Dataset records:

━━━━━━━━━━

//! CRC-8 checksum for protocol messages.
//!
//! Uses CRC-8/SMBUS algorithm with a 256-byte lookup table for fast calculation.

use crc::{Crc, CRC_8_SMBUS};

/// CRC-8/SMBUS calculator with 256-byte lookup table.
const CRC8: Crc<u8> = Crc::<u8>::new(&CRC_8_SMBUS);

/// Calculate CRC-8 checksum of a byte slice.
#[inline]
#[must_use]
pub fn calculate_crc8(data: &[u8]) -> u8 {
    CRC8.checksum(data)
}

/// CRC-8 digest for incremental calculation.
///
/// Use this when building a message byte-by-byte (e.g., during serialization).
pub struct Crc8Digest {
    digest: crc::Digest<'static, u8>,
}

impl Crc8Digest {
    /// Create a new CRC-8 digest.
    #[inline]
    #[must_use]
    pub fn new() -> Self {
        Self {
            digest: CRC8.digest(),
        }
    }

    /// Update the digest with a single byte.
    #[inline]
    pub fn update(&mut self, byte: u8) {
        self.digest.update(&[byte]);
    }

    /// Update the digest with a byte slice.
    #[inline]
    pub fn update_slice(&mut self, data: &[u8]) {
        self.digest.update(data);
    }

    /// Finalize and return the checksum value.
    #[inline]
    #[must_use]
    pub fn finalize(self) -> u8 {
        self.digest.finalize()
    }
}

impl Default for Crc8Digest {
    fn default() -> Self {
        Self::new()
    }
}

#[cfg(test)]
mod tests {
    use super::*;

    #[test]
    fn test_crc8_empty() {
        assert_eq!(calculate_crc8(&[]), 0x00);
    }

    #[test]
    fn test_crc8_single_byte() {
        // CRC-8/SMBUS of [0x00] should be 0x00
        assert_eq!(calculate_crc8(&[0x00]), 0x00);
    }

    #[test]
    fn test_crc8_digest_matches_batch() {
        let data = b"0000:0:0:0:0:0:0";
        let batch_crc = calculate_crc8(data);

        let mut digest = Crc8Digest::new();
        for &b in data {
            digest.update(b);
        }
        let incremental_crc = digest.finalize();

        assert_eq!(batch_crc, incremental_crc);
    }

    #[test]
    fn test_crc8_digest_slice() {
        let data = b"test data";
        let batch_crc = calculate_crc8(data);

        let mut digest = Crc8Digest::new();
        digest.update_slice(data);
        let slice_crc = digest.finalize();

        assert_eq!(batch_crc, slice_crc);
    }
}
//! Platform-agnostic canonical input model, HID descriptor parser, device
//! driver trait, and event router for USBRetro.
//!
//! This crate holds everything that does not depend on a specific MCU,
//! USB host stack, or console wire protocol. It can run `no_std` on the
//! target firmware or with `std` on a host for testing.
//!
//! # Features
//!
//! - `std`: Enable standard library support (for testing)
//! - `defmt`: Enable defmt formatting for embedded logging

#![cfg_attr(not(feature = "std"), no_std)]

#[cfg(feature = "std")]
extern crate std;

pub mod button;
pub mod codes;
pub mod driver;
pub mod event;
pub mod hid;
pub mod player;
pub mod registry;
pub mod router;

pub use button::{Buttons, Layout};
pub use codes::CheatCodeService;
pub use driver::{DeviceDriver, DriverOutputRequest, HandshakeState};
pub use event::{EventType, InputEvent, Transport, MAX_DEV_ADDR, NUM_INSTANCES};
pub use hid::{AxisId, AxisLocation, ExtractionPlan, HatLocation};
pub use player::{PlayerManager, MERGE_INSTANCE};
pub use registry::DeviceType;
pub use router::{OutputTarget, Router};
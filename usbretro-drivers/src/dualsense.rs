//! Sony DualSense driver. Report layout mirrors [`crate::dualshock4`] for
//! sticks/buttons; bytes 9..12 carry IMU data this driver surfaces as
//! motion.

use usbretro_core::event::{axis, clamp_axis, EventType, InputEvent, Transport};
use usbretro_core::hid::decode_hat;
use usbretro_core::Buttons;

use crate::common::ReportCache;

const REPORT_LEN: usize = 15;

pub struct DualSenseDriver {
    cache: ReportCache<REPORT_LEN>,
}

impl DualSenseDriver {
    #[must_use]
    pub const fn new() -> Self {
        Self {
            cache: ReportCache::new(),
        }
    }
}

impl Default for DualSenseDriver {
    fn default() -> Self {
        Self::new()
    }
}

impl usbretro_core::driver::DeviceDriver for DualSenseDriver {
    fn name(&self) -> &'static str {
        "sony-dualsense"
    }

    fn is_device(&self, vid: u16, pid: u16) -> bool {
        vid == 0x054c && pid == 0x0ce6
    }

    fn process(&self, dev_addr: u8, instance: i8, report: &[u8]) -> Option<InputEvent> {
        if report.len() < REPORT_LEN || !self.cache.changed(dev_addr, report) {
            return None;
        }

        let mut event = InputEvent::neutral(dev_addr, instance, EventType::Gamepad);
        event.transport = Transport::Usb;
        event.button_count = 17;

        event.analog[axis::LEFT_X] = clamp_axis(report[0]);
        event.analog[axis::LEFT_Y] = clamp_axis(report[1]);
        event.analog[axis::RIGHT_X] = clamp_axis(report[2]);
        event.analog[axis::RIGHT_Y] = clamp_axis(report[3]);
        event.analog[axis::LEFT_TRIGGER] = report[7];
        event.analog[axis::RIGHT_TRIGGER] = report[8];

        let mut b = Buttons::NONE;
        let (up, right, down, left) = decode_hat(report[4] & 0x0f);
        b.set(Buttons::UP, up);
        b.set(Buttons::DOWN, down);
        b.set(Buttons::LEFT, left);
        b.set(Buttons::RIGHT, right);
        b.set(Buttons::B1, report[4] & 0x40 != 0);
        b.set(Buttons::B2, report[4] & 0x20 != 0);
        b.set(Buttons::B3, report[4] & 0x10 != 0);
        b.set(Buttons::B4, report[4] & 0x80 != 0);
        b.set(Buttons::L1, report[5] & 0x01 != 0);
        b.set(Buttons::R1, report[5] & 0x02 != 0);
        b.set(Buttons::L2, report[5] & 0x04 != 0);
        b.set(Buttons::R2, report[5] & 0x08 != 0);
        b.set(Buttons::SELECT, report[5] & 0x10 != 0);
        b.set(Buttons::START, report[5] & 0x20 != 0);
        b.set(Buttons::L3, report[5] & 0x40 != 0);
        b.set(Buttons::R3, report[5] & 0x80 != 0);
        b.set(Buttons::A1_HOME, report[6] & 0x01 != 0);
        b.set(Buttons::A3_MUTE, report[6] & 0x04 != 0);
        event.buttons = b.socd_normalized();

        event.has_motion = true;
        event.gyro = [
            i16::from_le_bytes([report[9], report[10]]),
            i16::from_le_bytes([report[11], report[12]]),
            i16::from_le_bytes([report[13], report[14]]),
        ];

        Some(event)
    }

    fn unmount(&self, dev_addr: u8, _instance: i8) {
        self.cache.reset(dev_addr);
    }
}

#[cfg(test)]
mod tests {
    use super::*;
    use usbretro_core::driver::DeviceDriver;

    #[test]
    fn matches_dualsense_pid() {
        let d = DualSenseDriver::new();
        assert!(d.is_device(0x054c, 0x0ce6));
        assert!(!d.is_device(0x054c, 0x05c4));
    }

    #[test]
    fn decodes_gyro_and_mute_button() {
        let driver = DualSenseDriver::new();
        let mut report = [0x80u8; REPORT_LEN];
        report[4] = 0x08;
        report[6] = 0x04;
        report[9..11].copy_from_slice(&100i16.to_le_bytes());
        let event = driver.process(1, 0, &report).unwrap();
        assert!(event.has_motion);
        assert_eq!(event.gyro[0], 100);
        assert!(event.buttons.contains(Buttons::A3_MUTE));
    }
}
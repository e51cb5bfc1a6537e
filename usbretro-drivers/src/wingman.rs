//! Logitech WingMan gamepad driver. Old-style DirectInput pad: analog
//! sticks plus a throttle wheel on the Z axis, no HID hat switch — the
//! d-pad is four discrete buttons instead.

use usbretro_core::event::{axis, clamp_axis, EventType, InputEvent, Transport};
use usbretro_core::Buttons;

use crate::common::ReportCache;

const REPORT_LEN: usize = 5;

pub struct WingmanDriver {
    cache: ReportCache<REPORT_LEN>,
}

impl WingmanDriver {
    #[must_use]
    pub const fn new() -> Self {
        Self {
            cache: ReportCache::new(),
        }
    }
}

impl Default for WingmanDriver {
    fn default() -> Self {
        Self::new()
    }
}

impl usbretro_core::driver::DeviceDriver for WingmanDriver {
    fn name(&self) -> &'static str {
        "logitech-wingman"
    }

    fn is_device(&self, vid: u16, pid: u16) -> bool {
        vid == 0x046d && pid == 0xc20a
    }

    fn process(&self, dev_addr: u8, instance: i8, report: &[u8]) -> Option<InputEvent> {
        if report.len() < REPORT_LEN || !self.cache.changed(dev_addr, report) {
            return None;
        }

        let mut event = InputEvent::neutral(dev_addr, instance, EventType::Gamepad);
        event.transport = Transport::Usb;
        event.button_count = 10;

        event.analog[axis::LEFT_X] = clamp_axis(report[0]);
        event.analog[axis::LEFT_Y] = clamp_axis(report[1]);
        event.analog[axis::RIGHT_X] = clamp_axis(report[2]); // throttle wheel

        let mut b = Buttons::NONE;
        b.set(Buttons::UP, report[3] & 0x01 != 0);
        b.set(Buttons::DOWN, report[3] & 0x02 != 0);
        b.set(Buttons::LEFT, report[3] & 0x04 != 0);
        b.set(Buttons::RIGHT, report[3] & 0x08 != 0);
        b.set(Buttons::B1, report[4] & 0x01 != 0);
        b.set(Buttons::B2, report[4] & 0x02 != 0);
        b.set(Buttons::B3, report[4] & 0x04 != 0);
        b.set(Buttons::B4, report[4] & 0x08 != 0);
        b.set(Buttons::L1, report[4] & 0x10 != 0);
        b.set(Buttons::R1, report[4] & 0x20 != 0);
        event.buttons = b.socd_normalized();

        Some(event)
    }

    fn unmount(&self, dev_addr: u8, _instance: i8) {
        self.cache.reset(dev_addr);
    }
}
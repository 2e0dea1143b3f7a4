use axum::{debug_handler, extract::{Path, Query, State}, Json};
use serde_json::{json, Value};
use sqlx::SqlitePool;
use tower_sessions::Session;

use crate::{auth, db::{Account, NotificationKind}, graph, notifications, AppResult, AppState};

use super::{account_by_handle, public_profile, PageQuery, UserPublic};

#[debug_handler(state = AppState)]
pub(crate) async fn follow_user(
    Path(handle): Path<String>,
    State(db_pool): State<SqlitePool>,
    session: Session,
) -> AppResult<Json<Value>> {
    let actor = auth::require_account(&db_pool, &session).await?;
    let target = account_by_handle(&db_pool, &handle).await?;

    graph::follow(&db_pool, &actor.id, &target.id).await?;

    notifications::notify(
        &db_pool,
        notifications::Notify {
            account_id: &target.id,
            kind: NotificationKind::Follow,
            actor_id: Some(&actor.id),
            post_id: None,
            comment_id: None,
            space_id: None,
            preview_text: None,
        },
    )
    .await?;

    tracing::info!("{} now follows {}", actor.handle, target.handle);

    Ok(Json(json!({"message": format!("Now following {}", target.handle)})))
}

#[debug_handler(state = AppState)]
pub(crate) async fn unfollow_user(
    Path(handle): Path<String>,
    State(db_pool): State<SqlitePool>,
    session: Session,
) -> AppResult<Json<Value>> {
    let actor = auth::require_account(&db_pool, &session).await?;
    let target = account_by_handle(&db_pool, &handle).await?;

    graph::unfollow(&db_pool, &actor.id, &target.id).await?;

    Ok(Json(json!({"message": format!("Unfollowed {}", target.handle)})))
}

const ACCOUNT_COLUMNS: &str = "a.id, a.email, a.password_hash, a.name, a.handle, a.avatar_url, \
     a.bio, a.location, a.website, a.language, a.is_active, a.is_verified, \
     a.verification_code, a.verification_code_expires, a.created_at";

#[debug_handler(state = AppState)]
pub(crate) async fn followers(
    Path(handle): Path<String>,
    Query(page): Query<PageQuery>,
    State(db_pool): State<SqlitePool>,
) -> AppResult<Json<Vec<UserPublic>>> {
    let target = account_by_handle(&db_pool, &handle).await?;

    let rows = sqlx::query_as::<_, Account>(&format!(
        "SELECT {ACCOUNT_COLUMNS} FROM accounts a \
         JOIN follows f ON f.follower_id = a.id \
         WHERE f.followed_id = ? ORDER BY f.created_at DESC LIMIT ? OFFSET ?"
    ))
    .bind(&target.id)
    .bind(page.limit())
    .bind(page.offset())
    .fetch_all(&db_pool)
    .await?;

    let mut out = Vec::with_capacity(rows.len());
    for account in &rows {
        out.push(public_profile(&db_pool, account).await?);
    }
    Ok(Json(out))
}

#[debug_handler(state = AppState)]
pub(crate) async fn following(
    Path(handle): Path<String>,
    Query(page): Query<PageQuery>,
    State(db_pool): State<SqlitePool>,
) -> AppResult<Json<Vec<UserPublic>>> {
    let source = account_by_handle(&db_pool, &handle).await?;

    let rows = sqlx::query_as::<_, Account>(&format!(
        "SELECT {ACCOUNT_COLUMNS} FROM accounts a \
         JOIN follows f ON f.followed_id = a.id \
         WHERE f.follower_id = ? ORDER BY f.created_at DESC LIMIT ? OFFSET ?"
    ))
    .bind(&source.id)
    .bind(page.limit())
    .bind(page.offset())
    .fetch_all(&db_pool)
    .await?;

    let mut out = Vec::with_capacity(rows.len());
    for account in &rows {
        out.push(public_profile(&db_pool, account).await?);
    }
    Ok(Json(out))
}
use axum::{debug_handler, extract::{ws::WebSocketUpgrade, Path, State}, response::IntoResponse};
use futures_util::{SinkExt, StreamExt};
use serde::Deserialize;
use sqlx::SqlitePool;
use tokio::sync::broadcast;
use tower_sessions::Session;

use crate::{auth, AppResult, AppState};

use super::msg;

#[derive(Deserialize)]
struct IncomingMessage {
    content: String,
}

/// Live chat: inbound frames persist through the same path as the REST
/// endpoint, outbound frames come from the shared broadcast channel.
#[debug_handler(state = AppState)]
pub(crate) async fn space_ws(
    Path(space_id): Path<String>,
    State(db_pool): State<SqlitePool>,
    State(tx): State<broadcast::Sender<String>>,
    session: Session,
    ws: WebSocketUpgrade,
) -> AppResult<impl IntoResponse> {
    let account = auth::require_account(&db_pool, &session).await?;
    msg::require_participant(&db_pool, &space_id, &account.id).await?;

    Ok(ws.on_upgrade(async move |stream| {
        let mut rx = tx.subscribe();
        let (mut sender, mut receiver) = stream.split();

        let mut broadcast_task = tokio::spawn(async move {
            while let Ok(message) = rx.recv().await {
                if sender.send(message.into()).await.is_err() {
                    break;
                }
            }
        });

        while let Some(Ok(frame)) = receiver.next().await {
            let Ok(incoming) = serde_json::from_slice::<IncomingMessage>(&frame.into_data())
            else {
                continue;
            };

            if incoming.content.trim().is_empty() {
                continue;
            }

            if let Err(err) =
                msg::send(&db_pool, &tx, &space_id, &account.id, &incoming.content).await
            {
                tracing::warn!("dropping space message: {err}");
            }
        }

        tokio::select! {
            _ = &mut broadcast_task => broadcast_task.abort(),
        };
    }))
}
use axum::{debug_handler, Json};
use serde_json::{json, Value};
use tower_sessions::Session;

use crate::AppResult;

#[debug_handler]
pub(crate) async fn logout(session: Session) -> AppResult<Json<Value>> {
    session.clear().await;
    Ok(Json(json!({"message": "Logged out successfully"})))
}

━━━━━━━━━━

Each line above that has the word "async" must be copied.

◆ TASK OUTPUT ◆
pub(crate) async fn follow_user(
pub(crate) async fn unfollow_user(
pub(crate) async fn followers(
pub(crate) async fn following(
pub(crate) async fn space_ws(
    Ok(ws.on_upgrade(async move |stream| {
        let mut broadcast_task = tokio::spawn(async move {
pub(crate) async fn logout(session: Session) -> AppResult<Json<Value>> {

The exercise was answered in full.